Dans l'esprit des élus, les PTT France Télécom Orange, est toujours une entreprise publique. La preuve, en 2015, on lui donne encore de l'argent public. En fait c'est plus subtile que cela.

En 2011, l'ARCEP décide que Orange doit accepter de dégrouper ses sous-répartiteurs si certaines conditions sont remplies. En résumé, si la collectivité qui souhaite dégrouper un sous-répartiteur coule une dalle béton, amène l'électricité et paye l'abonnement, tire 6 paires de fibre entre le NRA d'origine et le sous-répartiteur à dégrouper, paye la fourniture et l'installation des armoires et s'engage à ne pas faire de FttH dans le coin pendant 3 ans - rien que ça - Orange est contrainte et forcée d'accepter le dégroupage.

En contrepartie pour tous ces services, Orange verse une redevance symbolique à la collectivité qui varie selon la taille (le nombre de lignes) du répartiteur dégroupé, de l'ordre de 500 à 1200 euros par an. Une somme ridicule, on va le voir, au regard des investissements de la collectivité.

A Saint-Barthélemy, on a décidé qu'il devenait urgent, en prévision des élections de 2017, de soulager deux quartiers particulièrement mal desservis par l'ADSL du fait de lignes trop longues. Au lieu d'y déployer le FttH ("on va le faire promis, c'est juste que là pour 2017, c'est un peu juste") on demande aux PTT à Orange dans leur grande bontée de bien vouloir améliorer un peu leur réseau. Pour faire classe, et imprégner les esprits de la magie de la fibre optique, on a appelé ça le FttN.

Zones MeD

La collectivité souscrit donc l'offre de dégroupage de deux sous-répartiteurs.

Il faut donc tirer deux cables optiques, pour un linéaire total de 6380 mètres, et donner 6 paires sur ces câbles à l'opérateur public historique. D'autre part, il faut aménager deux sites pour acceuillir les futures armoires de dégroupage.

Collecte NRA-MeD

Au terme d'une procédure de marché public, c'est donc une entreprise locale qui va tirer le câble et aménager les sites d'accueil.
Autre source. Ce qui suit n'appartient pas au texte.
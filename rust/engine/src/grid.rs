use std::fmt;

use serde::{Deserialize, Serialize};

use crate::cards::Card;
use crate::errors::GameError;
use crate::hand::{classify, HandCategory, HAND_SIZE};

/// Side length of the square grid.
pub const SIZE: usize = 5;
/// Number of cells on the grid.
pub const NUM_CELLS: usize = SIZE * SIZE;
/// Number of hands scored at the end of a game (5 rows + 5 columns).
pub const NUM_HANDS: usize = 2 * SIZE;

/// A board position. Fields are private so a `Cell` is always on the grid.
#[derive(Debug, Copy, Clone, Eq, PartialEq, Hash, Ord, PartialOrd, Serialize, Deserialize)]
#[serde(try_from = "(usize, usize)", into = "(usize, usize)")]
pub struct Cell {
    row: usize,
    col: usize,
}

impl Cell {
    pub fn new(row: usize, col: usize) -> Result<Self, GameError> {
        if row >= SIZE || col >= SIZE {
            return Err(GameError::CellOutOfRange { row, col });
        }
        Ok(Self { row, col })
    }

    pub fn row(self) -> usize {
        self.row
    }

    pub fn col(self) -> usize {
        self.col
    }

    /// Row-major index in `[0, 25)`.
    pub fn index(self) -> usize {
        self.row * SIZE + self.col
    }

    pub fn from_index(i: usize) -> Option<Cell> {
        (i < NUM_CELLS).then(|| Cell {
            row: i / SIZE,
            col: i % SIZE,
        })
    }

    /// All cells in row-major order.
    pub fn all() -> impl Iterator<Item = Cell> {
        (0..NUM_CELLS).filter_map(Cell::from_index)
    }

    /// The row hand and column hand this cell belongs to.
    pub fn lines(self) -> [Line; 2] {
        [Line::Row(self.row), Line::Col(self.col)]
    }
}

impl fmt::Display for Cell {
    fn fmt(&self, f: &mut fmt::Formatter<'_>) -> fmt::Result {
        write!(f, "({}, {})", self.row, self.col)
    }
}

impl TryFrom<(usize, usize)> for Cell {
    type Error = GameError;

    fn try_from((row, col): (usize, usize)) -> Result<Self, Self::Error> {
        Cell::new(row, col)
    }
}

impl From<Cell> for (usize, usize) {
    fn from(c: Cell) -> Self {
        (c.row, c.col)
    }
}

/// One of the ten scored hands.
#[derive(Debug, Copy, Clone, Eq, PartialEq, Hash)]
pub enum Line {
    Row(usize),
    Col(usize),
}

impl Line {
    /// Hand index: rows are 0..5, columns are 5..10.
    pub fn hand_index(self) -> usize {
        match self {
            Line::Row(r) => r,
            Line::Col(c) => c + SIZE,
        }
    }

    pub fn from_hand_index(i: usize) -> Option<Line> {
        match i {
            0..SIZE => Some(Line::Row(i)),
            SIZE..NUM_HANDS => Some(Line::Col(i - SIZE)),
            _ => None,
        }
    }

    /// The cells of this line, in slot order.
    pub fn cells(self) -> [Cell; SIZE] {
        std::array::from_fn(|k| match self {
            Line::Row(r) => Cell { row: r, col: k },
            Line::Col(c) => Cell { row: k, col: c },
        })
    }
}

/// The 5x5 placement grid. A filled cell never changes again.
#[derive(Debug, Clone, Default, PartialEq, Eq)]
pub struct Grid {
    cells: [Option<Card>; NUM_CELLS],
}

impl Grid {
    pub fn new() -> Self {
        Self::default()
    }

    pub fn get(&self, cell: Cell) -> Option<Card> {
        self.cells[cell.index()]
    }

    pub fn is_empty_at(&self, cell: Cell) -> bool {
        self.get(cell).is_none()
    }

    pub fn place(&mut self, cell: Cell, card: Card) -> Result<(), GameError> {
        let slot = &mut self.cells[cell.index()];
        if slot.is_some() {
            return Err(GameError::CellOccupied(cell));
        }
        *slot = Some(card);
        Ok(())
    }

    pub fn hand(&self, line: Line) -> [Option<Card>; HAND_SIZE] {
        line.cells().map(|c| self.get(c))
    }

    pub fn empty_cells(&self) -> Vec<Cell> {
        Cell::all().filter(|&c| self.is_empty_at(c)).collect()
    }

    pub fn filled(&self) -> usize {
        self.cells.iter().filter(|c| c.is_some()).count()
    }

    pub fn is_full(&self) -> bool {
        self.filled() == NUM_CELLS
    }

    /// Category of every hand, indexed by [`Line::hand_index`].
    pub fn categories(&self) -> [HandCategory; NUM_HANDS] {
        std::array::from_fn(|i| match Line::from_hand_index(i) {
            Some(line) => classify(&self.hand(line)),
            None => HandCategory::HighCard,
        })
    }
}

impl fmt::Display for Grid {
    fn fmt(&self, f: &mut fmt::Formatter<'_>) -> fmt::Result {
        for row in 0..SIZE {
            let line: Vec<String> = Line::Row(row)
                .cells()
                .iter()
                .map(|&c| match self.get(c) {
                    Some(card) => card.to_string(),
                    None => "--".to_string(),
                })
                .collect();
            writeln!(f, "{}", line.join(" "))?;
        }
        Ok(())
    }
}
  • Fourniture et tirage du câble : 108 500 € (17 € par mètre).
  • Aménagement des sites : 188 620 € (94310 € par site).
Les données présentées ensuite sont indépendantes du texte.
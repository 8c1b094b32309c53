//! Per-hand completion probabilities.
//!
//! For a hand with `m` open slots, every `m`-card subset of the unseen pool
//! is an equally likely completion. Counts below are exact: a rank-pattern
//! DP for pairs through quads, and per-window products for straights.

use squares_engine::cards::{all_ranks, all_suits, Card, Rank, Suit, NUM_RANKS, NUM_SUITS};
use squares_engine::hand::{classify, straight_windows, HandCategory, HAND_SIZE, ROYAL_WINDOW};

use crate::combinatorics::choose;
use crate::pool::UnseenPool;
use crate::rewards::NUM_CATEGORIES;

/// Probability of finishing in each scoring category, pair first.
pub type CategoryVector = [f64; NUM_CATEGORIES];

/// Rank/suit profile of the cards already in a hand.
#[derive(Debug, Clone, Copy)]
struct Shape {
    len: usize,
    ranks: [u8; NUM_RANKS],
    suits: [u8; NUM_SUITS],
    rank_mask: u16,
}

impl Shape {
    fn of(slots: &[Option<Card>]) -> Self {
        let mut s = Shape {
            len: 0,
            ranks: [0; NUM_RANKS],
            suits: [0; NUM_SUITS],
            rank_mask: 0,
        };
        for c in slots.iter().flatten() {
            s.len += 1;
            s.ranks[c.rank.index()] += 1;
            s.suits[c.suit.index()] += 1;
            s.rank_mask |= 1 << c.rank.index();
        }
        s
    }

    fn open(&self) -> usize {
        HAND_SIZE.saturating_sub(self.len)
    }

    fn distinct(&self) -> bool {
        self.rank_mask.count_ones() as usize == self.len
    }

    /// Suits a flush could still be made in: every suit for an empty hand,
    /// the one suit present otherwise, none if suits are mixed.
    fn flush_suits(&self) -> Vec<Suit> {
        let present: Vec<Suit> = all_suits()
            .into_iter()
            .filter(|s| self.suits[s.index()] > 0)
            .collect();
        match present.len() {
            0 => all_suits().to_vec(),
            1 => present,
            _ => Vec::new(),
        }
    }

    fn fits_window(&self, window: u16) -> bool {
        self.distinct() && self.rank_mask & !window == 0
    }

    /// Whether the current rank multiset can grow into `parts` (group
    /// sizes, largest first).
    fn embeds(&self, parts: &[u8]) -> bool {
        let mut groups: Vec<u8> = self.ranks.iter().copied().filter(|&n| n > 0).collect();
        groups.sort_unstable_by(|a, b| b.cmp(a));
        groups.len() <= parts.len() && groups.iter().zip(parts).all(|(g, p)| g <= p)
    }
}

/// Which scoring categories a hand can still finish in, from its placed
/// cards alone. Used to skip work; never changes a computed value.
#[derive(Debug, Clone, Copy, PartialEq, Eq)]
pub struct Reachability([bool; NUM_CATEGORIES]);

impl Reachability {
    pub fn of(slots: &[Option<Card>]) -> Self {
        let shape = Shape::of(slots);
        let current = classify(slots);
        let windows = straight_windows();
        let flushable = !shape.flush_suits().is_empty();
        let any_window = windows.iter().any(|&w| shape.fits_window(w));
        let royal_window = shape.fits_window(windows[ROYAL_WINDOW]);

        let mut flags = [false; NUM_CATEGORIES];
        for category in HandCategory::ALL_SCORING {
            let reachable = match category {
                HandCategory::OnePair => shape.embeds(&[2, 1, 1, 1]),
                HandCategory::TwoPair => shape.embeds(&[2, 2, 1]),
                HandCategory::ThreeOfAKind => shape.embeds(&[3, 1, 1]),
                HandCategory::FullHouse => shape.embeds(&[3, 2]),
                HandCategory::FourOfAKind => shape.embeds(&[4, 1]),
                HandCategory::Straight => any_window,
                HandCategory::Flush => flushable && shape.distinct(),
                HandCategory::StraightFlush => any_window && flushable,
                HandCategory::RoyalFlush => royal_window && flushable,
                HandCategory::HighCard => false,
            };
            if let Some(i) = category.reward_index() {
                flags[i] = reachable && category >= current;
            }
        }
        Self(flags)
    }

    /// Every category flagged; disables all pruning.
    pub fn all() -> Self {
        Self([true; NUM_CATEGORIES])
    }

    pub fn get(&self, category: HandCategory) -> bool {
        category.reward_index().is_some_and(|i| self.0[i])
    }

    fn any_of(&self, categories: &[HandCategory]) -> bool {
        categories.iter().any(|&c| self.get(c))
    }
}

/// Completion probabilities for one hand.
///
/// A full hand is classified: 1 at its category, 0 elsewhere. A partial
/// hand that already holds a category reports 1 for it and 0 for every
/// weaker one. Categories not flagged in `reach` are left at 0.
pub fn estimate(slots: &[Option<Card>], pool: &UnseenPool, reach: &Reachability) -> CategoryVector {
    let shape = Shape::of(slots);
    let current = classify(slots);
    let mut out = [0.0; NUM_CATEGORIES];
    let m = shape.open();

    if m > 0 {
        let total = choose(pool.remaining(), m);
        if total > 0.0 {
            let mut counts = [0.0; NUM_CATEGORIES];
            if reach.any_of(&[
                HandCategory::OnePair,
                HandCategory::TwoPair,
                HandCategory::ThreeOfAKind,
                HandCategory::FullHouse,
                HandCategory::FourOfAKind,
            ]) {
                rank_patterns(&shape, pool, m, &mut counts);
            }
            if reach.any_of(&[
                HandCategory::Straight,
                HandCategory::Flush,
                HandCategory::StraightFlush,
                HandCategory::RoyalFlush,
            ]) {
                straights_and_flushes(&shape, pool, m, &mut counts);
            }
            for category in HandCategory::ALL_SCORING {
                if let Some(i) = category.reward_index() {
                    if reach.get(category) {
                        out[i] = (counts[i] / total).clamp(0.0, 1.0);
                    }
                }
            }
        }
    }

    force_current(&mut out, current);
    out
}

// The hand already holds `current`: it is certain and anything weaker is
// superseded.
fn force_current(out: &mut CategoryVector, current: HandCategory) {
    if let Some(ci) = current.reward_index() {
        for v in out.iter_mut().take(ci) {
            *v = 0.0;
        }
        out[ci] = 1.0;
    }
}

fn idx(category: HandCategory) -> usize {
    category.id() - 1
}

// dp[used][pairs][trips][quads] over the 13 ranks.
type PatternTable = [[[[f64; 2]; 2]; 3]; HAND_SIZE + 1];

fn rank_patterns(shape: &Shape, pool: &UnseenPool, m: usize, counts: &mut CategoryVector) {
    let mut dp: PatternTable = Default::default();
    dp[0][0][0][0] = 1.0;

    for rank in all_ranks() {
        let have = shape.ranks[rank.index()] as usize;
        let avail = pool.rank(rank);
        let mut next: PatternTable = Default::default();
        for used in 0..=m {
            for pairs in 0..3 {
                for trips in 0..2 {
                    for quads in 0..2 {
                        let v = dp[used][pairs][trips][quads];
                        if v == 0.0 {
                            continue;
                        }
                        for take in 0..=avail.min(m - used) {
                            let (mut p, mut t, mut q) = (pairs, trips, quads);
                            match have + take {
                                0 | 1 => {}
                                2 => p += 1,
                                3 => t += 1,
                                4 => q += 1,
                                _ => continue,
                            }
                            if p > 2 || t > 1 || q > 1 {
                                continue;
                            }
                            next[used + take][p][t][q] += v * choose(avail, take);
                        }
                    }
                }
            }
        }
        dp = next;
    }

    let done = &dp[m];
    for (pairs, by_trips) in done.iter().enumerate() {
        for (trips, by_quads) in by_trips.iter().enumerate() {
            for (quads, &ways) in by_quads.iter().enumerate() {
                let category = match (pairs, trips, quads) {
                    (_, _, 1) => HandCategory::FourOfAKind,
                    (1.., 1, _) => HandCategory::FullHouse,
                    (0, 1, _) => HandCategory::ThreeOfAKind,
                    (2, _, _) => HandCategory::TwoPair,
                    (1, _, _) => HandCategory::OnePair,
                    _ => continue,
                };
                counts[idx(category)] += ways;
            }
        }
    }
}

fn straights_and_flushes(shape: &Shape, pool: &UnseenPool, m: usize, counts: &mut CategoryVector) {
    if !shape.distinct() {
        return;
    }
    let suits = shape.flush_suits();
    let mut straights = 0.0;
    let mut straight_flushes = 0.0;
    let mut royals = 0.0;

    for (w, &window) in straight_windows().iter().enumerate() {
        if !shape.fits_window(window) {
            continue;
        }
        let missing: Vec<Rank> = all_ranks()
            .into_iter()
            .filter(|r| window & (1 << r.index()) != 0 && shape.rank_mask & (1 << r.index()) == 0)
            .collect();
        straights += missing.iter().map(|&r| pool.rank(r) as f64).product::<f64>();
        let suited = suits
            .iter()
            .filter(|&&s| missing.iter().all(|&r| pool.contains(Card::new(r, s))))
            .count() as f64;
        if w == ROYAL_WINDOW {
            royals += suited;
        } else {
            straight_flushes += suited;
        }
    }

    // a flush completion is m more cards of the hand's suit
    let flushes: f64 = suits.iter().map(|&s| choose(pool.suit(s), m)).sum();
    let suited_straights = straight_flushes + royals;

    counts[idx(HandCategory::Straight)] += (straights - suited_straights).max(0.0);
    counts[idx(HandCategory::Flush)] += (flushes - suited_straights).max(0.0);
    counts[idx(HandCategory::StraightFlush)] += straight_flushes;
    counts[idx(HandCategory::RoyalFlush)] += royals;
}

/// Reward-weighted expectation of a category vector.
pub fn weighted(probs: &CategoryVector, weights: &[f64; NUM_CATEGORIES]) -> CategoryVector {
    std::array::from_fn(|i| probs[i] * weights[i])
}

#[cfg(test)]
mod tests {
    use super::*;

    fn slots(cards: &[&str]) -> [Option<Card>; HAND_SIZE] {
        let mut out = [None; HAND_SIZE];
        for (slot, s) in out.iter_mut().zip(cards) {
            *slot = Some(s.parse().unwrap());
        }
        out
    }

    fn pool_without(cards: &[&str]) -> UnseenPool {
        let mut pool = UnseenPool::new();
        for s in cards {
            pool.remove(s.parse().unwrap()).unwrap();
        }
        pool
    }

    fn p(v: &CategoryVector, c: HandCategory) -> f64 {
        v[idx(c)]
    }

    fn close(a: f64, b: f64) -> bool {
        (a - b).abs() < 1e-12
    }

    #[test]
    fn empty_hand_matches_five_card_frequencies() {
        let hand = slots(&[]);
        let v = estimate(&hand, &UnseenPool::new(), &Reachability::of(&hand));
        let total = 2_598_960.0;
        assert!(close(p(&v, HandCategory::OnePair), 1_098_240.0 / total));
        assert!(close(p(&v, HandCategory::TwoPair), 123_552.0 / total));
        assert!(close(p(&v, HandCategory::ThreeOfAKind), 54_912.0 / total));
        assert!(close(p(&v, HandCategory::Straight), 10_200.0 / total));
        assert!(close(p(&v, HandCategory::Flush), 5_108.0 / total));
        assert!(close(p(&v, HandCategory::FullHouse), 3_744.0 / total));
        assert!(close(p(&v, HandCategory::FourOfAKind), 624.0 / total));
        assert!(close(p(&v, HandCategory::StraightFlush), 36.0 / total));
        assert!(close(p(&v, HandCategory::RoyalFlush), 4.0 / total));
    }

    #[test]
    fn single_card_pair_odds() {
        // TD placed, 51 unseen, 4 to come
        let hand = slots(&["TD"]);
        let pool = pool_without(&["TD"]);
        let v = estimate(&hand, &pool, &Reachability::of(&hand));
        let total = choose(51, 4);
        assert!(p(&v, HandCategory::OnePair) > 0.0);
        assert!(p(&v, HandCategory::OnePair) < 1.0);
        // the other three tens plus any of 48 kickers, or four of another rank
        assert!(close(p(&v, HandCategory::FourOfAKind), (48.0 + 12.0) / total));
        // royal in diamonds needs exactly JD QD KD AD
        assert!(close(p(&v, HandCategory::RoyalFlush), 1.0 / total));
    }

    #[test]
    fn full_hand_is_classified() {
        let hand = slots(&["2C", "2D", "2H", "9S", "9C"]);
        let v = estimate(&hand, &UnseenPool::new(), &Reachability::of(&hand));
        for category in HandCategory::ALL_SCORING {
            let expected = if category == HandCategory::FullHouse { 1.0 } else { 0.0 };
            assert_eq!(p(&v, category), expected, "{}", category.name());
        }
    }

    #[test]
    fn held_category_is_forced() {
        let hand = slots(&["7C", "7D", "KH"]);
        let pool = pool_without(&["7C", "7D", "KH"]);
        let v = estimate(&hand, &pool, &Reachability::of(&hand));
        assert_eq!(p(&v, HandCategory::OnePair), 1.0);
        assert_eq!(p(&v, HandCategory::Straight), 0.0);
        assert_eq!(p(&v, HandCategory::Flush), 0.0);
        assert!(p(&v, HandCategory::TwoPair) > 0.0);
        assert!(p(&v, HandCategory::FullHouse) > 0.0);
    }

    #[test]
    fn exhausted_rank_blocks_straight() {
        // 9 T J Q with every king and eight already seen
        let hand = slots(&["9C", "TD", "JH", "QS"]);
        let seen = ["9C", "TD", "JH", "QS", "KC", "KD", "KH", "KS", "8C", "8D", "8H", "8S"];
        let pool = pool_without(&seen);
        let v = estimate(&hand, &pool, &Reachability::of(&hand));
        assert_eq!(p(&v, HandCategory::Straight), 0.0);
    }

    #[test]
    fn suited_draw_counts_straight_flush() {
        let hand = slots(&["5H", "6H", "7H", "8H"]);
        let pool = pool_without(&["5H", "6H", "7H", "8H"]);
        let v = estimate(&hand, &pool, &Reachability::of(&hand));
        let total = 48.0;
        assert!(close(p(&v, HandCategory::StraightFlush), 2.0 / total));
        assert!(close(p(&v, HandCategory::Straight), 6.0 / total));
        assert!(close(p(&v, HandCategory::Flush), 7.0 / total));
        assert_eq!(p(&v, HandCategory::RoyalFlush), 0.0);
    }

    #[test]
    fn pruning_never_changes_values() {
        let hands: [&[&str]; 6] = [
            &[],
            &["AS"],
            &["AS", "KS", "QS"],
            &["3C", "3D", "9H", "9S"],
            &["2C", "5D", "8H"],
            &["JC", "JD", "JH"],
        ];
        for cards in hands {
            let hand = slots(cards);
            let pool = pool_without(cards);
            let pruned = estimate(&hand, &pool, &Reachability::of(&hand));
            let full = estimate(&hand, &pool, &Reachability::all());
            assert_eq!(pruned, full, "{:?}", cards);
        }
    }

    #[test]
    fn reachability_flags() {
        let hand = slots(&["3C", "3D", "9H"]);
        let r = Reachability::of(&hand);
        assert!(r.get(HandCategory::OnePair));
        assert!(r.get(HandCategory::FullHouse));
        assert!(r.get(HandCategory::FourOfAKind));
        assert!(!r.get(HandCategory::Straight));
        assert!(!r.get(HandCategory::Flush));
        assert!(!r.get(HandCategory::RoyalFlush));

        let suited = slots(&["TS", "AS"]);
        let r = Reachability::of(&suited);
        assert!(r.get(HandCategory::RoyalFlush));
        assert!(r.get(HandCategory::Straight));
        assert!(!Reachability::of(&slots(&["2S", "AS"])).get(HandCategory::RoyalFlush));
    }
}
Il faut également payer à Orange une prestation pour l'installation des armoires. Dans le cas de Saint-Barthélemy (deux armoires d'environ 400 lignes) cette somme s'éleve à 110 500 euros.

Pour installer le câble optique, il a fallu de plus sortir la pelleteuse : casser les routes et y poser des fourreaux. Oui, ces mêmes fourreaux dont l'absence était invoquée comme excuse pour ne pas déployer le FttH dans ces quartiers.

Investissement total (hors génie civil routier, dont on considère qu'il n'est pas dédié et sera réutilisé pour le réseau FttH) : 407 620 euros pour 800 lignes, soit environ 500 euros par ligne "montée-en-débit".

Mais tout n'est pas perdu pour la collectivité, car Orange va payer pour toutes ces fibres et la mise à disposition des sites, pas vrai ?

2300 euros par an : c'est la somme que va débourser Orange pour la mise à disposition de 6 paires de fibres sur un linéaire de 6380 mètres (en plus de la mise à dispo des sites d'accueil, de leur entretien, de l'énergie électrique, ...).

Mais attendez, il nous semblait que la collectivité avait déjà voté les tarifs de mise à disposition de fibre optique aux opérateurs télécom ! Les voici :

Tarifs LFON

Si ces tarifs lui étaient appliqués, Orange devrait régler une redevance annuelle de 53 592 euros ainsi que de frais d'accès au service "sur devis", car le câble optique n'était pas préexistant.

La collectivité est-elle en droit de pratiquer des tarifs différents selon les opérateurs ? L'article 1425-1 du Code général des collectivités territoriales semble bien répondre par la négative :

L'intervention des collectivités territoriales ... respecte le principe d'égalité et de libre concurrence sur les marchés des communications électroniques.

Suivant ce constat, et si on vivait dans un état de droit, il resterait aux élus trois possibilités :

  • appliquer à Orange les tarifs votés par le conseil territorial ;
  • appliquer à tous les opérateurs les tarifs dont bénéficie Orange ;
  • rayer du fronton de l'hôtel de la collectivité le mot "égalité".